Images were shown in an event-related design. In each trial of the fMRI task, one food image was displayed for 5s followed by 0.5s of a fixation crosshair. The foods in the LF/HS category were divided into 1) fruits and vegetables: apple, watermelon, green pepper, grapes, banana, carrot, green beans, orange, pickle, tomato; and 2) sweets: lollipop, gummies, cola gummies, gummy bears, chocolate marshmallows, and gumdrops. Next, the same image scaled to 80% of the original size was shown with the words “How much do you want to eat this?” for 2.5 s. A slider bar with “Not at all” and “Want very much” on the left and right ends appeared. The participant moved a joystick to select a slider bar position and clicked a joystick button to finalize the response. The response was recorded as the wanting rating for that image. A fixation crosshair displayed for a minimum of 1.5 s before the next trial. The task consisted of consecutive trials, with all images shown in a counterbalanced order that was the same across participants.

fMRI activation analysis

Responses to the 15 food images in the LF/HS category (to match the macronutrient profile of the foods consumed herein) along with the 15 non-food control images were included in the analysis. Preprocessing of fMRI data in Statistical Parametric Mapping (SPM) version 8 included slice timing correction, head motion correction, smoothing, and warping to a standard coordinate frame. The sources of artifacts in time series data including spiking and motion were identified and removed during the first level analysis. Time points (image volumes) with head rotation greater than 2° or translation greater than 2 mm or z-normalized global brain activation (standard deviations away from the mean) above 2.3 were considered as outliers. These bad time points were omitted in the General Linear Model (GLM) by including a single regressor for each outlier volume. Artifact Detection Toolbox (ART) was used to identify outliers and create regressors. Data were entered into a first-level voxel-wise analysis with each trial modeled as a boxcar function that covers the period of time when the large image is viewed. The boxcar function was convolved with the canonical hemodynamic response function. The BOLD signal contrast between LF/HS and control conditions (hereafter, “fMRI activation”) was calculated at a set of 3D ROI coordinates taken from a recent meta-analysis [33]. The fMRI activations at all ROIs located inside a specific hemisphere of an anatomical area (such as the right hypothalamus) were averaged together to create two estimates for that anatomical area, right and left. The ROIs were in anatomical areas implicated in energy homeostasis (hypothalamus), reward and motivation (amygdala, dorsal striatum, ventral striatum, inferior orbitofrontal cortex or OFC, lateral OFC, prefrontal cortex, putamen, substantia nigra, caudate, cingulate gyrus, medial OFC, and insula). Coordinates are shown in S1 Table. Secondarily, regions associated with taste (thalamus, postcentral gyrus, frontal operculum / anterior insula, operculum) were examined. Since a set of a priori defined brain regions were tested in this pilot study, fMRI analyses were exploratory and no multiple comparisons adjustment was performed.

Data and statistical analysis

Parts of these study data were collected and managed using REDCap electronic data capture tools hosted at Pennington Biomedical Research Center. REDCap (Research Electronic Data Capture) is a secure, web-based application designed to support data capture for research studies, providing: 1) an intuitive interface for validated data entry; 2) audit trails for tracking data manipulation and export procedures; 3) automated export procedures for seamless data downloads to common statistical packages; and 4) procedures for importing data from external sources [34].

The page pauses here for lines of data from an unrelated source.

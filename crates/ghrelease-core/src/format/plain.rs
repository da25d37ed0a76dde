use std::fmt::Write as _;

use crate::notes::ReleaseNotes;

use super::{non_empty, FormattedReleaseNotes, ReleaseNotesFormatter};

/// Plain text grouped by label, for consumers without markdown support.
#[derive(Debug, Clone, Copy, Default, PartialEq, Eq)]
pub struct PlainTextFormatter;

impl ReleaseNotesFormatter for PlainTextFormatter {
    fn format(&self, header: Option<&str>, notes: &ReleaseNotes) -> FormattedReleaseNotes {
        let mut out = String::new();

        if let Some(header) = non_empty(header) {
            let _ = writeln!(out, "{header}\n");
        }

        for group in notes.issues_by_label() {
            let _ = writeln!(out, "{}:", group.label.display_name());
            for issue in group.issues {
                let _ = write!(out, "- #{} {}", issue.number, issue.title);
                if let Some(contributor) = &issue.contributor {
                    let _ = write!(out, " (@{})", contributor.login);
                }
                out.push('\n');
            }
        }

        FormattedReleaseNotes::from(out)
    }
}
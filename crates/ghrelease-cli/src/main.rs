//! ghrelease - release notes and GitHub releases from the command line
//!
//! ## Commands
//!
//! - `notes`: Generate release notes from commits since the last tag
//! - `release create`: Create a release, optionally with assets
//! - `release get`: Show one release or all of them
//! - `release update`: Change a release and its assets
//! - `release delete`: Delete a release

use anyhow::{bail, Context, Result};
use clap::{ArgAction, Args, Parser, Subcommand, ValueEnum};
use regex::Regex;
use std::io::Write;
use std::path::{Path, PathBuf};
use tracing::{info, warn, Level};

use ghrelease_core::{
    AssetChanges, CancellationToken, ConfigSource, GitHubRepository, GitRepository,
    LocalRepository, NewRelease, NotesRequest, OutputMode, Release, ReleaseApi, ReleaseChanges,
    ReleaseError, ReleaseNotesFormat, ReleaseNotesService, ReleaseSelector, Releaser,
};
use ghrelease_github::{GitHubClient, GitHubConfig, DEFAULT_API_URL, DEFAULT_UPLOADS_URL};

#[derive(Parser)]
#[command(name = "ghrelease")]
#[command(version = env!("CARGO_PKG_VERSION"))]
#[command(about = "Release notes from git history and GitHub issues", long_about = None)]
struct Cli {
    /// Enable verbose output
    #[arg(short, long, global = true)]
    verbose: bool,

    /// Emit JSON-formatted log lines
    #[arg(long, global = true)]
    json: bool,

    #[command(subcommand)]
    command: Commands,
}

#[derive(Subcommand)]
enum Commands {
    /// Create release notes from the issues closed since the last tag
    Notes(NotesArgs),

    /// Manage GitHub releases
    Release {
        #[command(subcommand)]
        action: ReleaseAction,
    },
}

#[derive(Subcommand)]
enum ReleaseAction {
    /// Create a GitHub release
    Create(CreateArgs),

    /// Get GitHub releases
    Get(GetArgs),

    /// Update a GitHub release
    Update(UpdateArgs),

    /// Delete a GitHub release
    Delete(DeleteArgs),
}

/// Connection to the GitHub API.
#[derive(Args, Clone)]
struct GitHubArgs {
    /// GitHub token used to call the API
    #[arg(short = 't', long, env = "GITHUB_TOKEN", hide_env_values = true)]
    github_token: Option<String>,

    /// Base URL of the GitHub REST API
    #[arg(long, env = "GITHUB_API_URL", default_value = DEFAULT_API_URL)]
    api_url: String,

    /// Base URL for release asset uploads
    #[arg(long, env = "GITHUB_UPLOADS_URL", default_value = DEFAULT_UPLOADS_URL)]
    uploads_url: String,
}

impl GitHubArgs {
    fn config(&self) -> Result<GitHubConfig> {
        let token = self
            .github_token
            .as_deref()
            .filter(|t| !t.trim().is_empty())
            .context("A GitHub token is required: pass --github-token or set GITHUB_TOKEN")?;
        let mut config = GitHubConfig::new(token);
        config.api_url = self.api_url.clone();
        config.uploads_url = self.uploads_url.clone();
        Ok(config)
    }
}

#[derive(Args)]
struct NotesArgs {
    /// Local git repository to read history from
    #[arg(short = 'r', long, default_value = ".")]
    repository_dir: PathBuf,

    /// Header written above the release notes
    #[arg(long)]
    header: Option<String>,

    /// Output format
    #[arg(short = 'f', long, value_enum, default_value_t = FormatArg::Markdown)]
    format: FormatArg,

    /// Write to this file instead of stdout
    #[arg(short = 'o', long)]
    output_file: Option<PathBuf>,

    /// How to combine with an existing output file
    #[arg(short = 'm', long, value_enum, default_value_t = OutputModeArg::Overwrite)]
    output_mode: OutputModeArg,

    /// Only tags matching this regular expression start the commit range
    #[arg(short = 'g', long)]
    git_tag_regex: Option<String>,

    /// Configuration file (.json, .jsonc, .yml or .yaml)
    #[arg(short = 'c', long)]
    configuration_file: Option<PathBuf>,

    /// Always recompute instead of reusing cached notes
    #[arg(long)]
    no_cache: bool,

    #[command(flatten)]
    github: GitHubArgs,
}

#[derive(Clone, Copy, Debug, PartialEq, Eq, ValueEnum)]
enum FormatArg {
    Markdown,
    PlainText,
}

impl From<FormatArg> for ReleaseNotesFormat {
    fn from(arg: FormatArg) -> Self {
        match arg {
            FormatArg::Markdown => ReleaseNotesFormat::Markdown,
            FormatArg::PlainText => ReleaseNotesFormat::PlainText,
        }
    }
}

#[derive(Clone, Copy, Debug, PartialEq, Eq, ValueEnum)]
enum OutputModeArg {
    Overwrite,
    Append,
    Prepend,
}

impl From<OutputModeArg> for OutputMode {
    fn from(arg: OutputModeArg) -> Self {
        match arg {
            OutputModeArg::Overwrite => OutputMode::Overwrite,
            OutputModeArg::Append => OutputMode::Append,
            OutputModeArg::Prepend => OutputMode::Prepend,
        }
    }
}

/// Which GitHub repository a release command talks to.
#[derive(Args)]
struct RepositoryArgs {
    /// Repository owner (requires --repo)
    #[arg(long, requires = "repo")]
    owner: Option<String>,

    /// Repository name (requires --owner)
    #[arg(long, requires = "owner")]
    repo: Option<String>,

    /// Local clone whose GitHub remote names the repository
    #[arg(short = 'r', long, default_value = ".")]
    repository_dir: PathBuf,

    #[command(flatten)]
    github: GitHubArgs,
}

Sample size was based on previous published literature suggesting at least 10 participants a group and about 10% of future sample is sufficient for pilot studies [35]. Analyses were carried out using SAS, Version 9.4 (SAS Institute, Cary, NC). Linear models modeling change (Day 28 –Baseline) were used to test if treatment groups differed. Normality of the residuals from the mixed model were checked and observations with a residual value of ± 3 were investigated. Similar models were used with fMRI activation. Pearson correlation between average wanting ratings for fruits/vegetables and sweets versus energy homeostasis, reward and motivation, and taste fMRI activation contrasts were calculated. Data are reported as mean ± SD and/or 95% confidence intervals.



Participant characteristics are shown in Table 1. Adherence during the 28 day study was similar between groups (SSB, 99.3 ± 1.5%; SSS, 100.4 ± 3.3%) and retention was 100%. Taste test ratings of texture, flavor, and acceptability were similar between SSB and SSS.


Change in body weight over 28 days was 0.27 ± 0.78 kg [-0.49, 1.03] between the SSB and SSS conditions. This was driven by a weight increase in the SSB group (0.38 ± 0.94 kg; -0.29, 1.05) and very smaller increase in the SSS group (0.11 ± 0.56 kg; -0.31, 0.54).

Self-report questionnaires

Changes in ratings of perceived appetite on the RVAS did not suggest differences between the two groups over time (S2 Table). The fruits/vegetables subscore slightly increased in the SSB group and slightly decreased in the SSS group for a between group change of 0.5 ± 0.4. High fats, carbohydrates, and the total score increased in the beverage group and the solid group resulting in group change differences of -0.2 ± 0.3, 0.1 ± 0.3, and 0.1 ± 0.2, respectively. With the BIS, cognitive complexity increased in the SSB group but decreased in the SSS group resulting in a difference of 1.1 ± 1.1. In the motor 1st order factors, SSB and SSS were increased at the 28 day follow-up time point, with SSB and SSS increasing its score leading to a between group change of -2.0 ± 2.2. No other impulsiveness factors suggested differences between groups. YFAS did not differ between groups over time.


Changes in fMRI activation over the four weeks of treatment within energy homeostasis, reward, and taste areas are reported in the S3 Table.

With reward, the insula and substantia nigra in the SSB group increased activation and the SSS group decreased activation over 28 days leading to a changes of 0.83 ± 0.7 and 0.39 ± 0.31, respectively. With energy homeostasis, the hypothalamus decreased activation in the SSB group but increased activation in the SSS group leading to a change of -0.4 ± 0.43.


At baseline, associations between average wanting ratings for LF/HS foods and fMRI activation to the same images were seen. In the right hemisphere, fMRI activation for LF/HS foods in the cingulate gyrus was associated with wanting of fruits and vegetables (ρ = 0.51). In the left hemisphere, fMRI activation for LF/HS foods in the insula and medial OFC were positively associated with wanting for sweets (ρ = 0.33; ρ = 0.40, respectively), whereas the fMRI activation for LF/HS foods in the hypothalamus was positively associated with wanting for fruits and vegetables (ρ = 0.33).

The association between the change in average wanting for LF/HS foods and change in fMRI activation over 28 days was limited. In the right hemisphere, change in fMRI activation for LF/HS foods in the inferior OFC was negatively correlated with change in wanting for sweets (ρ = -0.37). In the left hemisphere, change in fMRI activation for LF/HS foods in the lateral OFC was negatively correlated with change in wanting for fruits and vegetables (ρ = -0.31). No other medium effect sizes were seen.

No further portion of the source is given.